What the task requires: Copy each line of the records below, from the first through the one that contains "prefix, if any.", exactly as written.

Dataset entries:
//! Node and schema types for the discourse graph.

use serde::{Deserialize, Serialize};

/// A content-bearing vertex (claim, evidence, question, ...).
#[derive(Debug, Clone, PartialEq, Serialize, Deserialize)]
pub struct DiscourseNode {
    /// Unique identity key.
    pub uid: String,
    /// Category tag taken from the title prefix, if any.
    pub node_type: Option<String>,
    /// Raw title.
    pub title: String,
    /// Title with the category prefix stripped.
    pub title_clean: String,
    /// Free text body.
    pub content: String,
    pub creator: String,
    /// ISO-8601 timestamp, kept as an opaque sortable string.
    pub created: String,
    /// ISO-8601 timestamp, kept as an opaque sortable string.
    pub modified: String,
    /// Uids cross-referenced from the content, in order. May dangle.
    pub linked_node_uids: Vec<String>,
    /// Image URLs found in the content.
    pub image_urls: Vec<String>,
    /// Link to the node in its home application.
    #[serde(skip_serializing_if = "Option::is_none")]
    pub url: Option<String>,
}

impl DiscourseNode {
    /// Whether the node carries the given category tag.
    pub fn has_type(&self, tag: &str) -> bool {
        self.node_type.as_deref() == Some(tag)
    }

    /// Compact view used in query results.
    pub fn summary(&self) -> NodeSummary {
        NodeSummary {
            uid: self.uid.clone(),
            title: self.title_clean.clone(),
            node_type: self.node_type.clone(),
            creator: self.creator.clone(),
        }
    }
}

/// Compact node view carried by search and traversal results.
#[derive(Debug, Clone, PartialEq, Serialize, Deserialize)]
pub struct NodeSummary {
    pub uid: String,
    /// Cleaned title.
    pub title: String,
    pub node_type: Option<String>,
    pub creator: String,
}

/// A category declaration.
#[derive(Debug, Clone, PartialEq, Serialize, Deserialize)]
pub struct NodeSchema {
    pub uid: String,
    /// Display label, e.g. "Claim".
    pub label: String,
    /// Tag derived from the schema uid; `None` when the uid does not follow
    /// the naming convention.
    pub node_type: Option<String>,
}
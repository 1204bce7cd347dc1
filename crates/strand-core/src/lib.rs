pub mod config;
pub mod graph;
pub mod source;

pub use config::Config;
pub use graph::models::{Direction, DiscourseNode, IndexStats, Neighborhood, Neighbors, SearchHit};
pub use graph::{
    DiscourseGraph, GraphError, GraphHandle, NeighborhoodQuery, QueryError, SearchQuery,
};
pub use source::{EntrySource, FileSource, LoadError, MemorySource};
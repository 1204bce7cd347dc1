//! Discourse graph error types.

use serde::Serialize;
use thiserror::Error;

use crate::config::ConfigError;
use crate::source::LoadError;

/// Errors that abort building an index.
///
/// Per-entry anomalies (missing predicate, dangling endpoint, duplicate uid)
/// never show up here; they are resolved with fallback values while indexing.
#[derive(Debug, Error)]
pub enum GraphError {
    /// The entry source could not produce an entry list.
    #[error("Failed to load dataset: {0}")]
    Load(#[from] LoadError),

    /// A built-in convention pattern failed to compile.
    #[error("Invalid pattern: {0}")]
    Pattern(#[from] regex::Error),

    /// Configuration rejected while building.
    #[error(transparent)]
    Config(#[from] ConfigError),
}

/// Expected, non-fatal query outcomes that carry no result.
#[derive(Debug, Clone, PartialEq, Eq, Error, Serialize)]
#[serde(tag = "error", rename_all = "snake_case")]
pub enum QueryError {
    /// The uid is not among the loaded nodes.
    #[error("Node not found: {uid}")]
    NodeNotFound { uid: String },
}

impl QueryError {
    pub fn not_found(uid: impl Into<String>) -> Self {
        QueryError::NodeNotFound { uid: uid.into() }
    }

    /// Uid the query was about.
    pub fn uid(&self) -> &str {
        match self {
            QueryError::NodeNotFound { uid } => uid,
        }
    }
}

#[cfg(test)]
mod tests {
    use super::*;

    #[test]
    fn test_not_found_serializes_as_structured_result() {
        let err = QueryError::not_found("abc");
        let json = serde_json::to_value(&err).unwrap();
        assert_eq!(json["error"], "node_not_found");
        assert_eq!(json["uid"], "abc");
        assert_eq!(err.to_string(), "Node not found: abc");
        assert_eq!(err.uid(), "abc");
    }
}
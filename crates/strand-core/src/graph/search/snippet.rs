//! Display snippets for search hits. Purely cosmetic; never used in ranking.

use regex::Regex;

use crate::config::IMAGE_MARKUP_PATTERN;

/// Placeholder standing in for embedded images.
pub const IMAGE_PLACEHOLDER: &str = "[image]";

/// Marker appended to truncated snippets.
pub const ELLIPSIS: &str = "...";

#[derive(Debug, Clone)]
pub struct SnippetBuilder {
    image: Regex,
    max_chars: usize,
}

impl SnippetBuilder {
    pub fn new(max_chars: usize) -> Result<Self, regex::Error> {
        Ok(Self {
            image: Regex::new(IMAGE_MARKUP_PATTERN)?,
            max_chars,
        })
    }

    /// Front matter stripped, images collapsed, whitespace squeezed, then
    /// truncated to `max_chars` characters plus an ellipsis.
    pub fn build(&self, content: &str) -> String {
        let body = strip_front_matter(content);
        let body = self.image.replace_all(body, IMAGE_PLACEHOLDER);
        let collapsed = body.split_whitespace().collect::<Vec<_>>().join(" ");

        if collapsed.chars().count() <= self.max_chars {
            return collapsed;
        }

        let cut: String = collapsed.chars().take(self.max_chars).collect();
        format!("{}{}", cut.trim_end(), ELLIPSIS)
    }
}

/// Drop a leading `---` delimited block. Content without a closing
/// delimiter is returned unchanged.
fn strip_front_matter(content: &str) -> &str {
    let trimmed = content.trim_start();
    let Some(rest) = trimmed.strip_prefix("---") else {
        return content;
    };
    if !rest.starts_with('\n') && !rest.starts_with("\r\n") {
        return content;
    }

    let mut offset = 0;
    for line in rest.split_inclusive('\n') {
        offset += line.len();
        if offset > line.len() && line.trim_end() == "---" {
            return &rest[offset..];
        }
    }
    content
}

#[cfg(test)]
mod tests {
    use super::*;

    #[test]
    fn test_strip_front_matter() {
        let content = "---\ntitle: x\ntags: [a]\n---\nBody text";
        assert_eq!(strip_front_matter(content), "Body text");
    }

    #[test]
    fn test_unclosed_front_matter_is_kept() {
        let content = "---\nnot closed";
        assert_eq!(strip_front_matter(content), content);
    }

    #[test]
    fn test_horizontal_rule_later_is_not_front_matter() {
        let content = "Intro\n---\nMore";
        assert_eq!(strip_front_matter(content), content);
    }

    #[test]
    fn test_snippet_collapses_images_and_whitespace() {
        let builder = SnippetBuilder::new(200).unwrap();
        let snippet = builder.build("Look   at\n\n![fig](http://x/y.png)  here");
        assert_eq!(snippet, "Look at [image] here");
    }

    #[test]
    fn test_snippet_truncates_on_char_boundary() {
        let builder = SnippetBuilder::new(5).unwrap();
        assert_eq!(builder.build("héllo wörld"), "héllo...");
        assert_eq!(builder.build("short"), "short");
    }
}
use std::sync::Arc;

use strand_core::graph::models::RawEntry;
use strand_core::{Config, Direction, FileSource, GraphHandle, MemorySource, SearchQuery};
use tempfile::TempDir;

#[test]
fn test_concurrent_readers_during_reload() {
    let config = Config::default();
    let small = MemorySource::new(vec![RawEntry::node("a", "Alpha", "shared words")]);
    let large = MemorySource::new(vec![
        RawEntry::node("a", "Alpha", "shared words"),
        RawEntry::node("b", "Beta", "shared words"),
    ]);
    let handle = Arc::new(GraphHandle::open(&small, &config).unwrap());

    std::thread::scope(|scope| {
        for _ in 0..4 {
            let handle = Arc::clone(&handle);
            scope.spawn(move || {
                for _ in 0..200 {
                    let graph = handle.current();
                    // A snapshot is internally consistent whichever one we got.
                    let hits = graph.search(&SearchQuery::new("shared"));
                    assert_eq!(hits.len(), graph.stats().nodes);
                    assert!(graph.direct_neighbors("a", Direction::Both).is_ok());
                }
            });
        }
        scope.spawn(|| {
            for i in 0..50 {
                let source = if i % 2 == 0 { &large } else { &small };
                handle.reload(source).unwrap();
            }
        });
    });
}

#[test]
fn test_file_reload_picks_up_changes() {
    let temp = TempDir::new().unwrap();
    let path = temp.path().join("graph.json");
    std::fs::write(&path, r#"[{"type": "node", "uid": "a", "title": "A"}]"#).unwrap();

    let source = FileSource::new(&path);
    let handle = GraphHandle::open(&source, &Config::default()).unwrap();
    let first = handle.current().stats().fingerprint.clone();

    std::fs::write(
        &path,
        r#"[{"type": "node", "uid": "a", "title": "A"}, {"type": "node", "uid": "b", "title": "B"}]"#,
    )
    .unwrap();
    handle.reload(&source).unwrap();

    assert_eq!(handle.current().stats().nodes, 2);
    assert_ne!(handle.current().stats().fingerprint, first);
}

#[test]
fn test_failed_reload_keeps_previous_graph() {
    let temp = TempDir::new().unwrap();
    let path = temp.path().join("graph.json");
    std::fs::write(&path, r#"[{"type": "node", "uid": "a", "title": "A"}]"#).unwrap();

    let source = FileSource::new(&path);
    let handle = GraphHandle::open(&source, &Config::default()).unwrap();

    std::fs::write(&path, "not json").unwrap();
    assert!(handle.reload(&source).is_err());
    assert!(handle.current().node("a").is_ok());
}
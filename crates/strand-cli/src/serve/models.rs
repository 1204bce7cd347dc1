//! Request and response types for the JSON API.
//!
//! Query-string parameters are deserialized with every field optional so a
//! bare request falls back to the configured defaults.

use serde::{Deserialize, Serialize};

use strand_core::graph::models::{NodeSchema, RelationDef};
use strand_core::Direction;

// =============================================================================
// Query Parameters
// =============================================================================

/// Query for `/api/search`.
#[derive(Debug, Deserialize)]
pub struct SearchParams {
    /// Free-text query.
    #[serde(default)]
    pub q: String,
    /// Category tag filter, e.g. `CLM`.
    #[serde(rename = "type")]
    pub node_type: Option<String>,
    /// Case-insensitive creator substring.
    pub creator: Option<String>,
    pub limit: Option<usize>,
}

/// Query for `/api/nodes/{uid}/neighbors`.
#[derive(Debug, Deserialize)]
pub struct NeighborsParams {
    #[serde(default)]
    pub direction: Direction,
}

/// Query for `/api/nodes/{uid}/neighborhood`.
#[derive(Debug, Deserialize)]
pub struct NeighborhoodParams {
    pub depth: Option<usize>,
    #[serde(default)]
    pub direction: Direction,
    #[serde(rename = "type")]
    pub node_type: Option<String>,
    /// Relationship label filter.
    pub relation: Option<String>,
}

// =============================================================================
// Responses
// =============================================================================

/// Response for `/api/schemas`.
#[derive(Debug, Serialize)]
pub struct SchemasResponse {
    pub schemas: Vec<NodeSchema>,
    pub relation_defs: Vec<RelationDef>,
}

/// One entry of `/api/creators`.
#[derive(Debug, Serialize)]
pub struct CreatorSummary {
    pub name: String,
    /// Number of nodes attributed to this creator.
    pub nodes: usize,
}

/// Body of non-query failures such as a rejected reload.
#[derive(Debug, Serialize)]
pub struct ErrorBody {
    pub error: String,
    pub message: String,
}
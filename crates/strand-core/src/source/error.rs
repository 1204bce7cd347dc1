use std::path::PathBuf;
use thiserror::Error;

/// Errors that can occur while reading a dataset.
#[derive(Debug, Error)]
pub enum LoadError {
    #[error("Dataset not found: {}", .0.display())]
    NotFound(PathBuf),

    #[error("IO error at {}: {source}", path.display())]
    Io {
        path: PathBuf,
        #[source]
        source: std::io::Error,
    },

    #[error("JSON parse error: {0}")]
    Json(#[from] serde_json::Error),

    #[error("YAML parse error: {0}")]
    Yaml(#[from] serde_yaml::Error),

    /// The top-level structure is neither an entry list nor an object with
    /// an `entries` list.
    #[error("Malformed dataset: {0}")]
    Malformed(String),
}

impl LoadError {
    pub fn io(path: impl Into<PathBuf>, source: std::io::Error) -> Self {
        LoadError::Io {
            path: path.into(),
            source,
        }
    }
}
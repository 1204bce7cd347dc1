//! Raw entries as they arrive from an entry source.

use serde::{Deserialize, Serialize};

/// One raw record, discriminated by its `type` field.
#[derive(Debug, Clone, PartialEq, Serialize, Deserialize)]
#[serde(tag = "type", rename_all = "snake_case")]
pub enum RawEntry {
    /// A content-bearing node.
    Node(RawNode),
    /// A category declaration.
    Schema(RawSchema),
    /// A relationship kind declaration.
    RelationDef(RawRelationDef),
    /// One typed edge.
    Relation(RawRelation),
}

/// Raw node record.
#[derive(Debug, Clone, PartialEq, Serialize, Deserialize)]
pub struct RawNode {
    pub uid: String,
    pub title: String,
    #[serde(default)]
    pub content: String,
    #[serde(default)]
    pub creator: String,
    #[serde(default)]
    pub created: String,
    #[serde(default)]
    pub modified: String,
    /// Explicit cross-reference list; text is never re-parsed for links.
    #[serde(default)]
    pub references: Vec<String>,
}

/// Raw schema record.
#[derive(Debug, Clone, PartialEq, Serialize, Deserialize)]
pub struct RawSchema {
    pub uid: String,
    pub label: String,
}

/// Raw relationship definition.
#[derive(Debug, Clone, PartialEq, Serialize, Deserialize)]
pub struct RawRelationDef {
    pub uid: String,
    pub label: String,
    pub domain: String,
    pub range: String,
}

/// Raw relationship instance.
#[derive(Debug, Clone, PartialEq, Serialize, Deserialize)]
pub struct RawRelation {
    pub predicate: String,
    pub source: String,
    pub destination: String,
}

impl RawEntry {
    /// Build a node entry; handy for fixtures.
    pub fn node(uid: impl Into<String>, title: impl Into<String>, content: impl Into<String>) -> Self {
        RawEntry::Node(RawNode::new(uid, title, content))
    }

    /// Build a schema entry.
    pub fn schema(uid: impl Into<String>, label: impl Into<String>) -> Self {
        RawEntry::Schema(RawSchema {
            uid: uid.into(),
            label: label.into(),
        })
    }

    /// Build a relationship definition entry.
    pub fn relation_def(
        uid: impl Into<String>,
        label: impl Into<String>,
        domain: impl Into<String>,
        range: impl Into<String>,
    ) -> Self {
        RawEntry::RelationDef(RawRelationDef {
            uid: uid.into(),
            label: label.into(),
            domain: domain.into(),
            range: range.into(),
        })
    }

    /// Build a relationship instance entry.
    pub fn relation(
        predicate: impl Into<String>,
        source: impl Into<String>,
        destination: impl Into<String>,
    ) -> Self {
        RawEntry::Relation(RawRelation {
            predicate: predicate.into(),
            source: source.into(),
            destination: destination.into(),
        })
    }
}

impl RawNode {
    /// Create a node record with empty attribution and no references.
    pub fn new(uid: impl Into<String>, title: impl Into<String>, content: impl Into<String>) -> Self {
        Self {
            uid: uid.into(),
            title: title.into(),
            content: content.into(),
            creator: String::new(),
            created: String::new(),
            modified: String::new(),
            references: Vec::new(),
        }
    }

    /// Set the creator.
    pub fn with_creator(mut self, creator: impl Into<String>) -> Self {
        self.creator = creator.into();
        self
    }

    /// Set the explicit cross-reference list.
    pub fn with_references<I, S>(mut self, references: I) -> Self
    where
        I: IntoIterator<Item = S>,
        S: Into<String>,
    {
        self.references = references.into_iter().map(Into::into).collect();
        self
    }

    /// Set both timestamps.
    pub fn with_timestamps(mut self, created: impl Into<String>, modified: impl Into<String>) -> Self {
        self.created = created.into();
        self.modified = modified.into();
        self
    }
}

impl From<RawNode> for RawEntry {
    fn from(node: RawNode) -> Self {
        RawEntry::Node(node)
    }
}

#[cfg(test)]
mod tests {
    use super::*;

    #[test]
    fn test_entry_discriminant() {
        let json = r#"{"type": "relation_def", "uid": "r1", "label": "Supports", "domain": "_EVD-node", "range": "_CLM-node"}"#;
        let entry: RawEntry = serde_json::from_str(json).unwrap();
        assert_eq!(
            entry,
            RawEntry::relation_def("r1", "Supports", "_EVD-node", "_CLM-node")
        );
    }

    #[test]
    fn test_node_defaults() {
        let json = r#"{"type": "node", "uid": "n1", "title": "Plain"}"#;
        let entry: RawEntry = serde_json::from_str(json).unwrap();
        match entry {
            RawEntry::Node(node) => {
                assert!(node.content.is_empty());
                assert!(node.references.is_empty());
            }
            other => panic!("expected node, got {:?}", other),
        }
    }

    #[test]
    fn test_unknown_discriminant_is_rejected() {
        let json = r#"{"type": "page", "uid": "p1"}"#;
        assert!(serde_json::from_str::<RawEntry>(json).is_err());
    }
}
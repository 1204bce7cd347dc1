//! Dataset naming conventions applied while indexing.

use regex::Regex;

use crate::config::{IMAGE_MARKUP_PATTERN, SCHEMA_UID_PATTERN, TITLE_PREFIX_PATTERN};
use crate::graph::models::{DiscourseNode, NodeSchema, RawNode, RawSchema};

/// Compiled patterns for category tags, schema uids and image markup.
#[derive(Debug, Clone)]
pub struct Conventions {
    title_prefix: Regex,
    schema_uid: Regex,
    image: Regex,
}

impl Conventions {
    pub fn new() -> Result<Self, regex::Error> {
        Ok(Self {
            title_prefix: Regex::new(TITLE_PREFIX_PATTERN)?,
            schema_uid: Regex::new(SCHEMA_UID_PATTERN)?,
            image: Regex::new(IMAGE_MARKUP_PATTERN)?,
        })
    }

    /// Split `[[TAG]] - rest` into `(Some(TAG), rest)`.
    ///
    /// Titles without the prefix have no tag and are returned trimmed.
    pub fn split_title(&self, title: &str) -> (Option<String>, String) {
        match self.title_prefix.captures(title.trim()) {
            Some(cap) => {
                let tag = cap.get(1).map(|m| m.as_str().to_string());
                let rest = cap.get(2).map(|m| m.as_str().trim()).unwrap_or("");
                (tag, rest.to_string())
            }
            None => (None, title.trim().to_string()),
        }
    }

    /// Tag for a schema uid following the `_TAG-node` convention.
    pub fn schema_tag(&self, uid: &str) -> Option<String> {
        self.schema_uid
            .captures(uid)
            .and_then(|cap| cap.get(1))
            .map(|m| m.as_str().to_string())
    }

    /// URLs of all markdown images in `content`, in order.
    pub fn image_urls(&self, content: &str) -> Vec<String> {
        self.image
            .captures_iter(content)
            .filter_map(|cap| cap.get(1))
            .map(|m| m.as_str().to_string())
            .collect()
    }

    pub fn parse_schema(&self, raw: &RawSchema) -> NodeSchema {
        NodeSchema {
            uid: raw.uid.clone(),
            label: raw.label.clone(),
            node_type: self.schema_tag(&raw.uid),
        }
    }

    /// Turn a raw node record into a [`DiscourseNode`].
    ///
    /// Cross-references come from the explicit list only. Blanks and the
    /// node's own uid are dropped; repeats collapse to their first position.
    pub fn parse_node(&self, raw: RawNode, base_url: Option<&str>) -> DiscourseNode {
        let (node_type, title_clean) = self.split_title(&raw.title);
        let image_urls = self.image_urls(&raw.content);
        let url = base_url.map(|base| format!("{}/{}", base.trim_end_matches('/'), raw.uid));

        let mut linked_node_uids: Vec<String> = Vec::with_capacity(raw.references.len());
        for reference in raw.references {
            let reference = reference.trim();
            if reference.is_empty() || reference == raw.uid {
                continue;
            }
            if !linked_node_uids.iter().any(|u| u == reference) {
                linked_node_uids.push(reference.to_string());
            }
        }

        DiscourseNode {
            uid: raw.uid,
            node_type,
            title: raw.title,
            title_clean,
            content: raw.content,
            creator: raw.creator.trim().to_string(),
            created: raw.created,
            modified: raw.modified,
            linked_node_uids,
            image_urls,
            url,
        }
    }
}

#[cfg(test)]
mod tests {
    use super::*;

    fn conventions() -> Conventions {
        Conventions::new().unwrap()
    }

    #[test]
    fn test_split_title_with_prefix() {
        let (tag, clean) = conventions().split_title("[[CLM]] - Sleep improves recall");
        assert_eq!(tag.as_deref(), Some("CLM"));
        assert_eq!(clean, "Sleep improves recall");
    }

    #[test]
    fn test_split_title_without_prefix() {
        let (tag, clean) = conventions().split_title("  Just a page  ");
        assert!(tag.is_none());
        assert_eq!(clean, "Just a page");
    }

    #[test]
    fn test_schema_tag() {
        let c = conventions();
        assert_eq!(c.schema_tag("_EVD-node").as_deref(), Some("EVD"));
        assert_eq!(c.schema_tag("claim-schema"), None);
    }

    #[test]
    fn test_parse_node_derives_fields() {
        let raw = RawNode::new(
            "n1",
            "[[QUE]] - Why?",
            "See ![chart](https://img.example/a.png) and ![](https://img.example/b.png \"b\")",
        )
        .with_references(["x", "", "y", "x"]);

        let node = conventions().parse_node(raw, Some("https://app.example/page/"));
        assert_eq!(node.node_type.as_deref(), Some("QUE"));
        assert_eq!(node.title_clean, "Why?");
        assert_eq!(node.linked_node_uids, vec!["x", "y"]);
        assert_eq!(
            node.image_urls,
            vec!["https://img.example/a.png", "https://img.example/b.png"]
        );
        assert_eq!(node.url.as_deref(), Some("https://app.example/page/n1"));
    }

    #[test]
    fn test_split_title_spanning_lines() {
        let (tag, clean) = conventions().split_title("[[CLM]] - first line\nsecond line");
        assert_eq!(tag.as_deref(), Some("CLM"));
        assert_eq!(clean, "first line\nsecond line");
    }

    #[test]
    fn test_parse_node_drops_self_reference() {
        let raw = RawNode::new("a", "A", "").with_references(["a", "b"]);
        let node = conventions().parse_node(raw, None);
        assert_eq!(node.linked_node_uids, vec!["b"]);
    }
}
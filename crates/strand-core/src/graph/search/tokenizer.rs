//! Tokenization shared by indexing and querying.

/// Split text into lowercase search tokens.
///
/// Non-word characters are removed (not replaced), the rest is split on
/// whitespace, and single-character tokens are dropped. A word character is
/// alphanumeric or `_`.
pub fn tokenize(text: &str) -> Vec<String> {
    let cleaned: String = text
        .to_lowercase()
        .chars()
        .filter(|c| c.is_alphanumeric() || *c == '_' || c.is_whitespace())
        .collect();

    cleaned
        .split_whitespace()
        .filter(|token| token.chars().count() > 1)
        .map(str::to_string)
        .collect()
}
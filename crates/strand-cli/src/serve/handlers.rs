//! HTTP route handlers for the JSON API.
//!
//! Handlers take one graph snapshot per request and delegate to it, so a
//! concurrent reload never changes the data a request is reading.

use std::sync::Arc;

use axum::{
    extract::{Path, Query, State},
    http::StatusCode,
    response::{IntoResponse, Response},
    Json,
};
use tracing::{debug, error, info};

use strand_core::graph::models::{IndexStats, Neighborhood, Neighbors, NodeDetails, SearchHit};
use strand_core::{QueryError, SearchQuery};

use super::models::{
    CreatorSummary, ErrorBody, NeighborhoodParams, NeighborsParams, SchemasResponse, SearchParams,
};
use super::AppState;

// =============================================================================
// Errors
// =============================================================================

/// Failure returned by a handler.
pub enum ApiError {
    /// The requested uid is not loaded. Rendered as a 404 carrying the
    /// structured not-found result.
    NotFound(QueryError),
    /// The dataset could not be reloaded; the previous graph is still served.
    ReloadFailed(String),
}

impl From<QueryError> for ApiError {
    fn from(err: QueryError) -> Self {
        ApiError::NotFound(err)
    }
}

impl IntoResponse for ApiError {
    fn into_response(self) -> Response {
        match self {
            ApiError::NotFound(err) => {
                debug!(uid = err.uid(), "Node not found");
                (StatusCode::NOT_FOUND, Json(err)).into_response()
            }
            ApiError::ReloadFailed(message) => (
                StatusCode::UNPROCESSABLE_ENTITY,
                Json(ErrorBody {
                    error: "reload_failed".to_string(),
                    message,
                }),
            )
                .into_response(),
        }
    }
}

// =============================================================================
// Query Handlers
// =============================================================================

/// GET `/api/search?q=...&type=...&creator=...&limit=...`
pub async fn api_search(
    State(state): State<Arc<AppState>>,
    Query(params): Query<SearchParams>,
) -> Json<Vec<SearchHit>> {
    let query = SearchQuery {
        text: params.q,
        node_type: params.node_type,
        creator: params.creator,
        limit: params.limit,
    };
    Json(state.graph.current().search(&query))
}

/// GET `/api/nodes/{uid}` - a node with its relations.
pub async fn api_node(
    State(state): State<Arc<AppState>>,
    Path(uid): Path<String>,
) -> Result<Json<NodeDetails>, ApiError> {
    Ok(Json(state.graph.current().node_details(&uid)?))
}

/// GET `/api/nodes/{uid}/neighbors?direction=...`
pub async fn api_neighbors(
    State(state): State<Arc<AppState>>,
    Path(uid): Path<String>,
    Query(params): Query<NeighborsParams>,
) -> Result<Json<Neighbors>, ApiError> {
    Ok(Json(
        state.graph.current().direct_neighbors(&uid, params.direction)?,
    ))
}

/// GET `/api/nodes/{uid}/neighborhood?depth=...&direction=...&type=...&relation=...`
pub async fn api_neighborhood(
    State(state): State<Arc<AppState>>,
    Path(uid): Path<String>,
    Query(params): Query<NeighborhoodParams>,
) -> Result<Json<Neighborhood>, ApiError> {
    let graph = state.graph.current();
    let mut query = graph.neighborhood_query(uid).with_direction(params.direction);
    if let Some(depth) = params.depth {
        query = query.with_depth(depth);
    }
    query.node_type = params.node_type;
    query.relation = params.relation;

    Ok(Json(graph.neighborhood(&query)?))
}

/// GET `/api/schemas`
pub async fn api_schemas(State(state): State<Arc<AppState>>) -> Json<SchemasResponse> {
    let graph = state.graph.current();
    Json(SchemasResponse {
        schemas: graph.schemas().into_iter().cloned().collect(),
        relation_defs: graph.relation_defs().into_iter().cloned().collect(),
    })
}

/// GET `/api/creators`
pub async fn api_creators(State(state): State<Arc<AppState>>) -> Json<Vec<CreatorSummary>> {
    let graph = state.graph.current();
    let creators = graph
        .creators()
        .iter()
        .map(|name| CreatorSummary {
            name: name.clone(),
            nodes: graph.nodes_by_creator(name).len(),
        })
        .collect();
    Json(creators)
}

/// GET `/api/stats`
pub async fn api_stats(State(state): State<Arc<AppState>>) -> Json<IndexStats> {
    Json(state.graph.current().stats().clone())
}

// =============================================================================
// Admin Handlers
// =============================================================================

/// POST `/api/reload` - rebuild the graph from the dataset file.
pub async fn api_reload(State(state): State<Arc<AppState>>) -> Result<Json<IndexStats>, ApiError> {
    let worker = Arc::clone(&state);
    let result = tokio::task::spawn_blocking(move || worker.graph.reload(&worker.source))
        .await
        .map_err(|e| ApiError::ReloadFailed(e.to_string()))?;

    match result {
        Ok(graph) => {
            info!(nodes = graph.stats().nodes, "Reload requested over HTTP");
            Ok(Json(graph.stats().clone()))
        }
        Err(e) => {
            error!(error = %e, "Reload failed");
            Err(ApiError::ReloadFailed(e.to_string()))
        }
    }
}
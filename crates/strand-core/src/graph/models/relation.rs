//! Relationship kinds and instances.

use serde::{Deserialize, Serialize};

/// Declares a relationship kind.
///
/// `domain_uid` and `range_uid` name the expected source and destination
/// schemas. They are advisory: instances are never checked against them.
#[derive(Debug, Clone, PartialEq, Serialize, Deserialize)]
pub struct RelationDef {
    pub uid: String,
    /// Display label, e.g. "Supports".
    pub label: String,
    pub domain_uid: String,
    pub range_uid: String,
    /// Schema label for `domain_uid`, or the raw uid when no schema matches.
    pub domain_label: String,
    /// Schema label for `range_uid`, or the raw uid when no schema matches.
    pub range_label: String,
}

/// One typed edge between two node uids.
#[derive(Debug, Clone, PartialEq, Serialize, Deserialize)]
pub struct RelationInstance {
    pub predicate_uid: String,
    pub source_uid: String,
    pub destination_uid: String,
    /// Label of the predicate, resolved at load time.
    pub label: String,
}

Response to the task:
//! Node and schema types for the discourse graph.

use serde::{Deserialize, Serialize};

/// A content-bearing vertex (claim, evidence, question, ...).
#[derive(Debug, Clone, PartialEq, Serialize, Deserialize)]
pub struct DiscourseNode {
    /// Unique identity key.
    pub uid: String,
    /// Category tag taken from the title prefix, if any.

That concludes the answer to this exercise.